WORK REQUEST — Word for word, transcribe the data below from the line with "use std::future::Future;" to the line with "pub const DEFAULT_MAX_TICK: Duration", keeping both of those lines.

RECORDS PROVIDED —
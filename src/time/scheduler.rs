//! Cancellable one-shot delays measured in pause-tolerant time.
//!
//! Each scheduled delay ticks every `max_tick / 3`. On a tick the elapsed time
//! since the previous tick is capped at `max_tick` and added to the delay's
//! effective time; the delay fires on the first tick where the effective time
//! reaches the requested delay. A long stall between two ticks therefore
//! counts as at most one `max_tick`, so deadlines never fire early because
//! the host was suspended. They may fire late, which is harmless.
//!
//! The scheduler does not own a thread. The host drives it by calling
//! [`DelayScheduler::poll`] from its run loop, using
//! [`next_poll_at`](DelayScheduler::next_poll_at) to decide when to wake up.
//!
//! # Example
//!
//! ```
//! use leakwatch::time::{DelayScheduler, VirtualClock, DEFAULT_MAX_TICK};
//! use leakwatch::types::Cancellable;
//! use std::sync::Arc;
//! use std::time::Duration;
//!
//! let clock = Arc::new(VirtualClock::new());
//! let scheduler = DelayScheduler::with_clock(clock.clone());
//! let (handle, completion) = scheduler.schedule(Duration::from_millis(30), DEFAULT_MAX_TICK);
//!
//! for _ in 0..3 {
//!     clock.advance_by(Duration::from_millis(11));
//!     scheduler.poll();
//! }
//! assert!(completion.is_complete());
//! assert!(!handle.cancel(), "already fired");
//! ```

use super::clock::{TimeSource, WallClock};
use super::drift::DriftMeter;
use crate::tracing_compat::trace;
use crate::types::{Cancellable, Phase, PhaseCell, Time};
use core::fmt;
use parking_lot::Mutex;
use slab::Slab;
use std::future::Future;
use std::panic::{AssertUnwindSafe, catch_unwind, resume_unwind};
use std::pin::Pin;
use std::sync::{Arc, Weak};
use std::task::{Context, Poll, Waker};
use std::time::{Duration, Instant};

/// Default cap on the elapsed time counted per tick (about two frames at 60Hz).
pub const DEFAULT_MAX_TICK: Duration = Duration::from_millis(33);

/// Smallest accepted `max_tick`; anything lower would make the tick period zero.
pub const MIN_MAX_TICK: Duration = Duration::from_millis(3);

/// Parameters of a single delay.
#[derive(Debug, Clone, Copy, PartialEq, Eq)]
pub struct DelaySpec {
    /// Effective time that must elapse before firing.
    pub delay: Duration,
    /// Cap on the time counted per tick. Values below [`MIN_MAX_TICK`] are raised to it.
    pub max_tick: Duration,
}

impl DelaySpec {
    /// A delay with the default `max_tick`.
    #[must_use]
    pub const fn new(delay: Duration) -> Self {
        Self {
            delay,
            max_tick: DEFAULT_MAX_TICK,
        }
    }

    /// Overrides the per-tick cap.
    #[must_use]
    pub const fn with_max_tick(mut self, max_tick: Duration) -> Self {
        self.max_tick = max_tick;
        self
    }

    /// The per-tick cap actually applied.
    #[must_use]
    pub fn effective_max_tick(&self) -> Duration {
        self.max_tick.max(MIN_MAX_TICK)
    }

    /// Interval between ticks: a third of the per-tick cap.
    #[must_use]
    pub fn period(&self) -> Duration {
        self.effective_max_tick() / 3
    }
}

/// Shared between an entry, its handle and its completion.
#[derive(Debug)]
struct DelayState {
    phase: PhaseCell,
    waker: Mutex<Option<Waker>>,
}

impl DelayState {
    fn new() -> Self {
        Self {
            phase: PhaseCell::new(),
            waker: Mutex::new(None),
        }
    }

    fn complete(&self) {
        self.phase.finish(Phase::Completed);
        if let Some(waker) = self.waker.lock().take() {
            waker.wake();
        }
    }
}

type Action = Box<dyn FnOnce() + Send + 'static>;

struct DelayEntry {
    state: Arc<DelayState>,
    meter: DriftMeter,
    delay: Duration,
    period: Duration,
    next_tick: Time,
    action: Option<Action>,
}

impl DelayEntry {
    /// Ticks the entry if its period has elapsed. Returns true once the delay is reached.
    fn tick(&mut self, now: Time) -> bool {
        let regressed = now < self.meter.last_sample();
        if now < self.next_tick && !regressed {
            return false;
        }
        let effective = self.meter.observe(now);
        self.next_tick = now + self.period;
        effective >= self.delay
    }
}

type Entries = Arc<Mutex<Slab<DelayEntry>>>;

/// Due entry collected under the lock and fired after it is released.
type Fired = (Arc<DelayState>, Option<Action>);

/// Polled registry of one-shot delays.
///
/// Cloning yields another handle to the same set of entries.
#[derive(Clone)]
pub struct DelayScheduler {
    clock: Arc<dyn TimeSource>,
    entries: Entries,
}

impl DelayScheduler {
    /// Creates a scheduler on a fresh [`WallClock`].
    #[must_use]
    pub fn new() -> Self {
        Self::with_clock(Arc::new(WallClock::new()))
    }

    /// Creates a scheduler reading time from `clock`.
    #[must_use]
    pub fn with_clock(clock: Arc<dyn TimeSource>) -> Self {
        Self {
            clock,
            entries: Arc::new(Mutex::new(Slab::new())),
        }
    }

    /// Current time of the underlying clock.
    #[must_use]
    pub fn now(&self) -> Time {
        self.clock.now()
    }

    /// Schedules a delay and returns its cancel handle and completion signal.
    pub fn schedule(&self, delay: Duration, max_tick: Duration) -> (DelayHandle, Completion) {
        let handle = self.insert(DelaySpec::new(delay).with_max_tick(max_tick), None);
        let completion = Completion {
            state: Arc::clone(&handle.state),
        };
        (handle, completion)
    }

    /// Schedules `action` to run once the delay elapses.
    ///
    /// The action runs on the thread that calls [`poll`](Self::poll), after
    /// the scheduler's lock has been released, so it may call back into the
    /// scheduler.
    pub fn schedule_fn<F>(&self, spec: DelaySpec, action: F) -> DelayHandle
    where
        F: FnOnce() + Send + 'static,
    {
        self.insert(spec, Some(Box::new(action)))
    }

    fn insert(&self, spec: DelaySpec, action: Option<Action>) -> DelayHandle {
        let now = self.clock.now();
        let period = spec.period();
        let state = Arc::new(DelayState::new());
        let entry = DelayEntry {
            state: Arc::clone(&state),
            meter: DriftMeter::new(now, spec.effective_max_tick()),
            delay: spec.delay,
            period,
            next_tick: now + period,
            action,
        };
        let key = self.entries.lock().insert(entry);
        trace!(key, delay_ms = spec.delay.as_millis() as u64, "scheduled delay");
        DelayHandle {
            entries: Arc::downgrade(&self.entries),
            key,
            state,
        }
    }

    /// Ticks every entry whose period has elapsed and fires the ones that are due.
    ///
    /// Returns the number of delays fired. Actions run outside the lock. If an
    /// action panics, the remaining due actions still run and the first panic
    /// is resumed afterwards.
    pub fn poll(&self) -> usize {
        let now = self.clock.now();
        let due = self.collect_due(now);
        let fired = due.len();
        if fired > 0 {
            trace!(fired, now = %now, "delay scheduler fired entries");
        }

        let mut first_panic = None;
        for (state, action) in due {
            if let Some(action) = action {
                if let Err(payload) = catch_unwind(AssertUnwindSafe(action)) {
                    first_panic.get_or_insert(payload);
                }
            }
            state.complete();
        }
        if let Some(payload) = first_panic {
            resume_unwind(payload);
        }
        fired
    }

    #[allow(clippy::significant_drop_tightening)]
    fn collect_due(&self, now: Time) -> Vec<Fired> {
        let mut entries = self.entries.lock();
        let due: Vec<usize> = entries
            .iter_mut()
            .filter_map(|(key, entry)| entry.tick(now).then_some(key))
            .collect();
        due.into_iter()
            .filter_map(|key| {
                let entry = entries.remove(key);
                entry
                    .state
                    .phase
                    .claim()
                    .then(|| (entry.state, entry.action))
            })
            .collect()
    }

    /// Earliest time at which a poll could make progress.
    #[must_use]
    pub fn next_poll_at(&self) -> Option<Time> {
        self.entries
            .lock()
            .iter()
            .map(|(_, entry)| entry.next_tick)
            .min()
    }

    /// Number of delays still waiting.
    #[must_use]
    pub fn pending_count(&self) -> usize {
        self.entries.lock().len()
    }

    /// Returns true if no delay is waiting.
    #[must_use]
    pub fn is_empty(&self) -> bool {
        self.entries.lock().is_empty()
    }

    /// Cancels every waiting delay without firing it.
    pub fn clear(&self) {
        let drained: Vec<DelayEntry> = self.entries.lock().drain().collect();
        for entry in &drained {
            entry.state.phase.cancel();
        }
    }

    /// Polls on the wall clock until nothing is pending or `limit` has passed.
    ///
    /// For hosts without a run loop of their own. With a clock that does not
    /// follow real time (a [`VirtualClock`](super::VirtualClock) nobody
    /// advances) this simply waits out `limit`.
    pub fn run_until_idle(&self, limit: Duration) -> usize {
        let started = Instant::now();
        let mut fired = 0;
        while !self.is_empty() {
            fired += self.poll();
            let elapsed = started.elapsed();
            if elapsed >= limit {
                break;
            }
            let Some(next) = self.next_poll_at() else {
                break;
            };
            let wait = next
                .saturating_duration_since(self.now())
                .max(Duration::from_millis(1))
                .min(limit - elapsed);
            std::thread::sleep(wait);
        }
        fired
    }
}

impl Default for DelayScheduler {
    fn default() -> Self {
        Self::new()
    }
}

impl fmt::Debug for DelayScheduler {
    fn fmt(&self, f: &mut fmt::Formatter<'_>) -> fmt::Result {
        f.debug_struct("DelayScheduler")
            .field("now", &self.clock.now())
            .field("pending", &self.pending_count())
            .finish()
    }
}

/// Cancel handle for a scheduled delay.
///
/// Clones refer to the same delay. Dropping a handle does not cancel it.
#[derive(Clone)]
pub struct DelayHandle {
    entries: Weak<Mutex<Slab<DelayEntry>>>,
    key: usize,
    state: Arc<DelayState>,
}

impl DelayHandle {
    /// Returns true once the delay has fired.
    #[must_use]
    pub fn is_fired(&self) -> bool {
        matches!(self.state.phase.get(), Phase::Running | Phase::Completed)
    }

    /// Returns true while the delay has neither fired nor been cancelled.
    #[must_use]
    pub fn is_pending(&self) -> bool {
        self.state.phase.get() == Phase::Pending
    }
}

impl Cancellable for DelayHandle {
    /// Cancels the delay and removes its entry.
    ///
    /// Works after the scheduler itself has been dropped.
    fn cancel(&self) -> bool {
        if !self.state.phase.cancel() {
            return false;
        }
        if let Some(entries) = self.entries.upgrade() {
            let removed = {
                let mut entries = entries.lock();
                // The slot may have been reused by a later delay.
                let ours = entries
                    .get(self.key)
                    .is_some_and(|entry| Arc::ptr_eq(&entry.state, &self.state));
                ours.then(|| entries.remove(self.key))
            };
            drop(removed);
        }
        trace!(key = self.key, "cancelled delay");
        true
    }

    fn is_cancelled(&self) -> bool {
        self.state.phase.get() == Phase::Cancelled
    }
}

impl fmt::Debug for DelayHandle {
    fn fmt(&self, f: &mut fmt::Formatter<'_>) -> fmt::Result {
        f.debug_struct("DelayHandle")
            .field("key", &self.key)
            .field("phase", &self.state.phase.get())
            .finish()
    }
}

/// One-shot signal delivered when a delay fires.
///
/// Awaiting it resolves once the delay fires. A cancelled delay never
/// delivers, so awaiting its completion stays pending; check
/// [`is_cancelled`](Self::is_cancelled) before awaiting when that matters.
#[derive(Clone)]
pub struct Completion {
    state: Arc<DelayState>,
}

impl Completion {
    /// Returns true once the delay has fired.
    #[must_use]
    pub fn is_complete(&self) -> bool {
        self.state.phase.get() == Phase::Completed
    }

    /// Returns true if the delay was cancelled.
    #[must_use]
    pub fn is_cancelled(&self) -> bool {
        self.state.phase.get() == Phase::Cancelled
    }
}

impl Future for Completion {
    type Output = ();

    fn poll(self: Pin<&mut Self>, cx: &mut Context<'_>) -> Poll<Self::Output> {
        if self.is_complete() {
            return Poll::Ready(());
        }
        let mut slot = self.state.waker.lock();
        if self.is_complete() {
            return Poll::Ready(());
        }
        match slot.as_ref() {
            Some(existing) if existing.will_wake(cx.waker()) => {}
            _ => *slot = Some(cx.waker().clone()),
        }
        Poll::Pending
    }
}

impl fmt::Debug for Completion {
    fn fmt(&self, f: &mut fmt::Formatter<'_>) -> fmt::Result {
        f.debug_struct("Completion")
            .field("phase", &self.state.phase.get())
            .finish()
    }
}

YOUR RESPONSE —
use std::future::Future;
use std::panic::{AssertUnwindSafe, catch_unwind, resume_unwind};
use std::pin::Pin;
use std::sync::{Arc, Weak};
use std::task::{Context, Poll, Waker};
use std::time::{Duration, Instant};

/// Default cap on the elapsed time counted per tick (about two frames at 60Hz).
pub const DEFAULT_MAX_TICK: Duration = Duration::from_millis(33);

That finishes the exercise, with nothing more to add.